University of Michigan Health System
University of Michigan Health System | University of Michigan Health System

Receiving an organ transplant is a notoriously difficult process. By one estimate, there are 122,000 patients waiting for donated organs across the United States, and each day, 22 people die due to shortages of available organs from donors. So it’s no surprise that in 2014, when Stan Larkin’s heart failed, he couldn’t immediately get a transplant.

Larkin, now 25, was discharged from his hospital at the University of Michigan, though. And for 555 days, he lived without a real heart. Instead, an artificial heart implanted inside him—powered by a driver he wore in a backpack—kept him alive.

Larkin has a genetic disease called familial cardiomyopathy, which prevents his heart from being able to pump blood as efficiently as someone without the disease.
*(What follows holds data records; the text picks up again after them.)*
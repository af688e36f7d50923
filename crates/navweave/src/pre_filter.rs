use crate::{
    heightfield::Heightfield,
    math::{dir_offset_x, dir_offset_z},
    span::AreaType,
};

impl Heightfield {
    const MAX_FILTER_HEIGHT: i32 = 0xffff;

    /// Marks non-walkable spans as walkable if their maximum is within `walkable_climb` of the span below them.
    ///
    /// This removes small obstacles and rasterization artifacts that the agent would be able to walk over
    /// such as curbs. It also allows agents to move up terraced structures like stairs.
    pub fn filter_low_hanging_walkable_obstacles(&mut self, walkable_climb: u16) {
        for z in 0..self.height {
            for x in 0..self.width {
                let mut previous: Option<(u16, bool, AreaType)> = None;
                for key in self.column_keys(x, z) {
                    let span = self.span_mut(key);
                    let walkable = span.area().is_walkable();
                    if let Some((previous_max, previous_walkable, previous_area)) = previous
                        && !walkable
                        && previous_walkable
                        && span.max().abs_diff(previous_max) <= walkable_climb
                    {
                        span.set_area(previous_area);
                    }
                    // Remember the original walkability so a stack of obstacles is not promoted
                    // one span at a time.
                    previous = Some((span.max(), walkable, span.area()));
                }
            }
        }
    }

    /// Marks spans that are ledges as not-walkable.
    ///
    /// A ledge is a span with one or more neighbors whose maximum is further away than `walkable_climb`
    /// from the current span's maximum.
    /// This method removes the impact of the overestimation of conservative voxelization
    /// so the resulting mesh will not have regions hanging in the air over ledges.
    pub fn filter_ledge_spans(&mut self, walkable_height: u16, walkable_climb: u16) {
        let walkable_height = walkable_height as i32;
        let walkable_climb = walkable_climb as i32;
        for z in 0..self.height {
            for x in 0..self.width {
                for key in self.column_keys(x, z) {
                    let span = self.span(key);
                    if !span.area().is_walkable() {
                        continue;
                    }
                    let floor = span.max() as i32;
                    let ceiling = span
                        .next()
                        .map(|next| self.span(next).min() as i32)
                        .unwrap_or(Self::MAX_FILTER_HEIGHT);

                    let mut lowest_neighbor_floor_difference = Self::MAX_FILTER_HEIGHT;
                    let mut lowest_traversable_floor = floor;
                    let mut highest_traversable_floor = floor;

                    for dir in 0..4 {
                        let neighbor_x = x as i32 + dir_offset_x(dir);
                        let neighbor_z = z as i32 + dir_offset_z(dir);
                        if !self.contains(neighbor_x, neighbor_z) {
                            lowest_neighbor_floor_difference = -walkable_climb - 1;
                            break;
                        }
                        let mut neighbor = self.span_key_at(neighbor_x as u16, neighbor_z as u16);
                        let neighbor_ceiling = neighbor
                            .map(|key| self.span(key).min() as i32)
                            .unwrap_or(Self::MAX_FILTER_HEIGHT);
                        // The open space under the lowest neighbor is a drop.
                        if ceiling.min(neighbor_ceiling) - floor >= walkable_height {
                            lowest_neighbor_floor_difference = -walkable_climb - 1;
                            break;
                        }

                        while let Some(neighbor_key) = neighbor {
                            let neighbor_span = self.span(neighbor_key);
                            neighbor = neighbor_span.next();
                            let neighbor_floor = neighbor_span.max() as i32;
                            let neighbor_ceiling = neighbor
                                .map(|key| self.span(key).min() as i32)
                                .unwrap_or(Self::MAX_FILTER_HEIGHT);
                            if ceiling.min(neighbor_ceiling) - floor.max(neighbor_floor)
                                < walkable_height
                            {
                                continue;
                            }
                            let difference = neighbor_floor - floor;
                            lowest_neighbor_floor_difference =
                                lowest_neighbor_floor_difference.min(difference);
                            if difference.abs() <= walkable_climb {
                                lowest_traversable_floor = lowest_traversable_floor.min(neighbor_floor);
                                highest_traversable_floor =
                                    highest_traversable_floor.max(neighbor_floor);
                            } else if difference < -walkable_climb {
                                // Already a ledge, no need to look further.
                                break;
                            }
                        }
                    }

                    let is_ledge = lowest_neighbor_floor_difference < -walkable_climb;
                    let is_steep = highest_traversable_floor - lowest_traversable_floor > walkable_climb;
                    if is_ledge || is_steep {
                        self.span_mut(key).set_area(AreaType::NOT_WALKABLE);
                    }
                }
            }
        }
    }

    /// Marks walkable spans as not walkable if the clearance above the span is less than the specified `walkable_height`.
    pub fn filter_walkable_low_height_spans(&mut self, walkable_height: u16) {
        for z in 0..self.height {
            for x in 0..self.width {
                for key in self.column_keys(x, z) {
                    let span = self.span(key);
                    let floor = span.max() as i32;
                    let ceiling = span
                        .next()
                        .map(|next| self.span(next).min() as i32)
                        .unwrap_or(Self::MAX_FILTER_HEIGHT);
                    if ceiling - floor < walkable_height as i32 {
                        self.span_mut(key).set_area(AreaType::NOT_WALKABLE);
                    }
                }
            }
        }
    }
}

#[cfg(test)]
mod tests {
    use glam::Vec3A;

    use crate::{
        Aabb3d, HeightfieldBuilder,
        heightfield::SpanInsertion,
        span::{Span, SpanBuilder},
    };

    use super::*;

    fn heightfield() -> Heightfield {
        HeightfieldBuilder {
            aabb: Aabb3d {
                min: Vec3A::ZERO,
                max: Vec3A::new(3.0, 20.0, 3.0),
            },
            cell_size: 1.0,
            cell_height: 1.0,
        }
        .build()
        .unwrap()
    }

    fn add(heightfield: &mut Heightfield, x: u16, z: u16, min: u16, max: u16, area: AreaType) {
        heightfield
            .add_span(SpanInsertion {
                x,
                z,
                flag_merge_threshold: 0,
                span: SpanBuilder {
                    min,
                    max,
                    area,
                    next: None,
                }
                .build(),
            })
            .unwrap();
    }

    fn areas(heightfield: &Heightfield, x: u16, z: u16) -> Vec<AreaType> {
        heightfield.column(x, z).map(|(_, span)| span.area()).collect()
    }

    #[test]
    fn low_obstacle_on_walkable_floor_becomes_walkable() {
        let mut heightfield = heightfield();
        add(&mut heightfield, 1, 1, 0, 2, AreaType::DEFAULT_WALKABLE);
        add(&mut heightfield, 1, 1, 3, 4, AreaType::NOT_WALKABLE);
        add(&mut heightfield, 1, 1, 5, 6, AreaType::NOT_WALKABLE);
        heightfield.filter_low_hanging_walkable_obstacles(2);
        assert_eq!(
            areas(&heightfield, 1, 1),
            vec![
                AreaType::DEFAULT_WALKABLE,
                AreaType::DEFAULT_WALKABLE,
                AreaType::NOT_WALKABLE
            ]
        );
    }

    #[test]
    fn low_ceiling_is_unwalkable() {
        let mut heightfield = heightfield();
        add(&mut heightfield, 1, 1, 0, 2, AreaType::DEFAULT_WALKABLE);
        add(&mut heightfield, 1, 1, 4, 6, AreaType::DEFAULT_WALKABLE);
        heightfield.filter_walkable_low_height_spans(3);
        assert_eq!(
            areas(&heightfield, 1, 1),
            vec![AreaType::NOT_WALKABLE, AreaType::DEFAULT_WALKABLE]
        );
    }

    #[test]
    fn isolated_pillar_top_is_a_ledge() {
        let mut heightfield = heightfield();
        for z in 0..3 {
            for x in 0..3 {
                add(&mut heightfield, x, z, 0, 1, AreaType::DEFAULT_WALKABLE);
            }
        }
        add(&mut heightfield, 1, 1, 1, 10, AreaType::DEFAULT_WALKABLE);
        heightfield.filter_ledge_spans(2, 1);
        let top: Vec<&Span> = heightfield.column(1, 1).map(|(_, span)| span).collect();
        assert_eq!(top.len(), 1);
        assert_eq!(top[0].area(), AreaType::NOT_WALKABLE);
        // Edge cells border the outside of the field.
        assert_eq!(areas(&heightfield, 0, 0), vec![AreaType::NOT_WALKABLE]);
    }
}
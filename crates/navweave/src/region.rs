bitflags::bitflags! {
    /// A region id in a [`CompactHeightfield`](crate::CompactHeightfield).
    ///
    /// Ids are plain numbers, the high bit marks regions painted along the tile border.
    #[derive(Debug, Clone, Copy, PartialEq, Eq, Hash, PartialOrd, Ord, Default)]
    #[cfg_attr(feature = "serialize", derive(serde::Serialize, serde::Deserialize))]
    #[repr(transparent)]
    pub struct RegionId: u16 {
        /// Spans that are not part of any region.
        const NONE = 0;
        /// Heightfield border flag.
        /// If a heightfield region ID has this bit set, then the region is a border
        /// region and its spans are considered un-walkable.
        const BORDER_REGION = 0x8000;
        /// The largest representable id, flags included.
        const MAX = u16::MAX;
    }
}

impl From<u16> for RegionId {
    fn from(value: u16) -> Self {
        RegionId::from_bits_retain(value)
    }
}

impl RegionId {
    /// Returns `true` for real regions, i.e. neither [`RegionId::NONE`] nor a border region.
    #[inline]
    pub fn is_interior(self) -> bool {
        self != RegionId::NONE && !self.contains(RegionId::BORDER_REGION)
    }
}
//! Geometry helpers working on the xz-plane.

use glam::Vec3A;

/// Squared tolerance below which two points are considered equal.
const EQUAL_THRESHOLD: f32 = (1.0 / 16384.0) * (1.0 / 16384.0);

/// Twice the signed area of the triangle `abc` on the xz-plane.
#[inline]
pub fn tri_area_2d(a: Vec3A, b: Vec3A, c: Vec3A) -> f32 {
    let ab = b - a;
    let ac = c - a;
    ac.x * ab.z - ab.x * ac.z
}

/// Returns `true` if the points are within a tiny distance of each other.
#[inline]
pub fn v_equal(a: Vec3A, b: Vec3A) -> bool {
    a.distance_squared(b) < EQUAL_THRESHOLD
}

/// The perp-dot product of `u` and `v` on the xz-plane.
#[inline]
pub fn perp_2d(u: Vec3A, v: Vec3A) -> f32 {
    u.z * v.x - u.x * v.z
}

/// Squared distance on the xz-plane from `pt` to the segment `p`-`q`, and the parameter of the
/// closest point along the segment.
pub fn distance_pt_seg_sqr_2d(pt: Vec3A, p: Vec3A, q: Vec3A) -> (f32, f32) {
    let pqx = q.x - p.x;
    let pqz = q.z - p.z;
    let dx = pt.x - p.x;
    let dz = pt.z - p.z;
    let d = pqx * pqx + pqz * pqz;
    let mut t = pqx * dx + pqz * dz;
    if d > 0.0 {
        t /= d;
    }
    let t = t.clamp(0.0, 1.0);
    let dx = p.x + t * pqx - pt.x;
    let dz = p.z + t * pqz - pt.z;
    (dx * dx + dz * dz, t)
}

/// The height of the triangle `abc` at `p`, if `p` lies inside it on the xz-plane.
pub fn closest_height_point_triangle(p: Vec3A, a: Vec3A, b: Vec3A, c: Vec3A) -> Option<f32> {
    const EPS: f32 = 1e-6;
    let v0 = c - a;
    let v1 = b - a;
    let v2 = p - a;

    let mut denom = v0.x * v1.z - v0.z * v1.x;
    if denom.abs() < EPS {
        return None;
    }
    let mut u = v1.z * v2.x - v1.x * v2.z;
    let mut v = v0.x * v2.z - v0.z * v2.x;
    if denom < 0.0 {
        denom = -denom;
        u = -u;
        v = -v;
    }

    (u >= 0.0 && v >= 0.0 && u + v <= denom).then(|| a.y + (v0.y * u + v1.y * v) / denom)
}

/// Even-odd point in polygon test on the xz-plane.
pub fn point_in_polygon(pt: Vec3A, vertices: &[Vec3A]) -> bool {
    let mut inside = false;
    let mut j = vertices.len().wrapping_sub(1);
    for (i, vi) in vertices.iter().enumerate() {
        let vj = vertices[j];
        if (vi.z > pt.z) != (vj.z > pt.z)
            && pt.x < (vj.x - vi.x) * (pt.z - vi.z) / (vj.z - vi.z) + vi.x
        {
            inside = !inside;
        }
        j = i;
    }
    inside
}

/// Like [`point_in_polygon`], but also returns the squared distance to every edge and the
/// parameter of the closest point on it. Edge `j` runs from vertex `j` to vertex `j + 1`.
pub fn distance_pt_poly_edges_sqr(pt: Vec3A, vertices: &[Vec3A]) -> (bool, Vec<(f32, f32)>) {
    let mut edges = vec![(0.0, 0.0); vertices.len()];
    let mut j = vertices.len().wrapping_sub(1);
    for i in 0..vertices.len() {
        edges[j] = distance_pt_seg_sqr_2d(pt, vertices[j], vertices[i]);
        j = i;
    }
    (point_in_polygon(pt, vertices), edges)
}

/// The result of clipping a segment against a convex polygon.
#[derive(Debug, Clone, Copy, PartialEq)]
pub struct SegmentPolyIntersection {
    /// Parameter where the segment enters the polygon.
    pub tmin: f32,
    /// Parameter where the segment leaves the polygon.
    pub tmax: f32,
    /// The edge the segment enters through, if it starts outside.
    pub seg_min: Option<usize>,
    /// The edge the segment leaves through, if it ends outside.
    pub seg_max: Option<usize>,
}

/// Clips the segment `p0`-`p1` against a convex polygon on the xz-plane.
pub fn intersect_segment_poly_2d(
    p0: Vec3A,
    p1: Vec3A,
    vertices: &[Vec3A],
) -> Option<SegmentPolyIntersection> {
    const EPS: f32 = 1e-8;
    let mut result = SegmentPolyIntersection {
        tmin: 0.0,
        tmax: 1.0,
        seg_min: None,
        seg_max: None,
    };
    let dir = p1 - p0;

    let mut j = vertices.len().wrapping_sub(1);
    for i in 0..vertices.len() {
        let edge = vertices[i] - vertices[j];
        let diff = p0 - vertices[j];
        let n = perp_2d(edge, diff);
        let d = perp_2d(dir, edge);
        if d.abs() < EPS {
            // The segment is nearly parallel to this edge.
            if n < 0.0 {
                return None;
            }
            j = i;
            continue;
        }
        let t = n / d;
        if d < 0.0 {
            // Entering across this edge.
            if t > result.tmin {
                result.tmin = t;
                result.seg_min = Some(j);
                if result.tmin > result.tmax {
                    return None;
                }
            }
        } else if t < result.tmax {
            // Leaving across this edge.
            result.tmax = t;
            result.seg_max = Some(j);
            if result.tmax < result.tmin {
                return None;
            }
        }
        j = i;
    }
    Some(result)
}

fn project_poly(axis: Vec3A, vertices: &[Vec3A]) -> (f32, f32) {
    vertices
        .iter()
        .map(|v| axis.x * v.x + axis.z * v.z)
        .fold((f32::MAX, f32::MIN), |(min, max), d| (min.min(d), max.max(d)))
}

fn overlap_range(amin: f32, amax: f32, bmin: f32, bmax: f32, eps: f32) -> bool {
    !(amin + eps > bmax || amax - eps < bmin)
}

/// Separating axis test between two convex polygons on the xz-plane.
/// Polygons that only touch do not overlap.
pub fn overlap_poly_poly_2d(a: &[Vec3A], b: &[Vec3A]) -> bool {
    const EPS: f32 = 1e-4;
    for polygon in [a, b] {
        let mut j = polygon.len().wrapping_sub(1);
        for i in 0..polygon.len() {
            let va = polygon[j];
            let vb = polygon[i];
            let normal = Vec3A::new(vb.z - va.z, 0.0, -(vb.x - va.x));
            let (amin, amax) = project_poly(normal, a);
            let (bmin, bmax) = project_poly(normal, b);
            if !overlap_range(amin, amax, bmin, bmax, EPS) {
                return false;
            }
            j = i;
        }
    }
    true
}

#[cfg(test)]
mod tests {
    use approx::assert_relative_eq;

    use super::*;

    fn square(min: f32, max: f32) -> Vec<Vec3A> {
        vec![
            Vec3A::new(min, 0.0, min),
            Vec3A::new(min, 0.0, max),
            Vec3A::new(max, 0.0, max),
            Vec3A::new(max, 0.0, min),
        ]
    }

    #[test]
    fn point_in_square() {
        let square = square(0.0, 2.0);
        assert!(point_in_polygon(Vec3A::new(1.0, 5.0, 1.0), &square));
        assert!(!point_in_polygon(Vec3A::new(3.0, 0.0, 1.0), &square));
    }

    #[test]
    fn segment_distance_clamps_to_end_points() {
        let (d, t) = distance_pt_seg_sqr_2d(
            Vec3A::new(-1.0, 0.0, 1.0),
            Vec3A::ZERO,
            Vec3A::new(2.0, 0.0, 0.0),
        );
        assert_relative_eq!(d, 2.0);
        assert_relative_eq!(t, 0.0);
    }

    #[test]
    fn height_inside_sloped_triangle() {
        let a = Vec3A::new(0.0, 0.0, 0.0);
        let b = Vec3A::new(0.0, 0.0, 2.0);
        let c = Vec3A::new(2.0, 2.0, 0.0);
        let h = closest_height_point_triangle(Vec3A::new(1.0, 0.0, 0.5), a, b, c).unwrap();
        assert_relative_eq!(h, 1.0, epsilon = 1e-5);
        assert!(closest_height_point_triangle(Vec3A::new(3.0, 0.0, 3.0), a, b, c).is_none());
    }

    #[test]
    fn segment_leaving_square_reports_exit_edge() {
        let square = square(0.0, 2.0);
        let hit = intersect_segment_poly_2d(
            Vec3A::new(1.0, 0.0, 1.0),
            Vec3A::new(3.0, 0.0, 1.0),
            &square,
        )
        .unwrap();
        assert_relative_eq!(hit.tmax, 0.5);
        // Edge 2 runs along x = 2.
        assert_eq!(hit.seg_max, Some(2));
        assert_eq!(hit.seg_min, None);
    }

    #[test]
    fn touching_polygons_do_not_overlap() {
        assert!(!overlap_poly_poly_2d(&square(0.0, 1.0), &square(1.0, 2.0)));
        assert!(overlap_poly_poly_2d(&square(0.0, 1.0), &square(0.5, 2.0)));
    }

    #[test]
    fn tri_area_sign_follows_winding() {
        let a = Vec3A::ZERO;
        let b = Vec3A::new(0.0, 0.0, 1.0);
        let c = Vec3A::new(1.0, 0.0, 0.0);
        assert!(tri_area_2d(a, b, c) > 0.0);
        assert!(tri_area_2d(a, c, b) < 0.0);
    }
}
He was the first person in the state of Michigan to be discharged from the hospital temporarily implanted with a total artificial heart.

But he wasn't the only one in his family. His brother Dominique, who also has the disease, relied on the same model of artificial heart—SynCardia’s portable Freedom driver—for several weeks before receiving his own transplant. Stan, however, wasn't matched with a donor quite as quickly. Rather than living in the hospital for months, he carried the 13.5-pound driver that powers the heart inside a backpack until he came back to receive a transplant in May. 

The portable artificial heart device worn by Larkin. Image credit: SynCardia

Oh, and he played basketball with it. The driver had to be exchanged “about 10 times,” one surgeon remarked at a press conference, “because this thing wasn’t built for pick-up basketball.”

“It brought my life back,” Larkin said of the device.

Artificial hearts have been around for decades as temporary methods of keeping a patient alive while waiting for a heart donor, but it’s still relatively rare for patients to leave the hospital completely reliant a mechanical heart. Drivers that keep artificial hearts pumping can weigh more than 400 pounds. The SynCardia device Larkin used was piloted in clinical trials starting in 2010 and approved by the FDA in 2014.

While Larkin may be the first person to test it out on the basketball court, he's not the only user who was determined to stay active with or without a heart. In 2014, a patient used the Freedom driver to walk the course of the 4.2-mile Pat’s Run in Tempe, Arizona.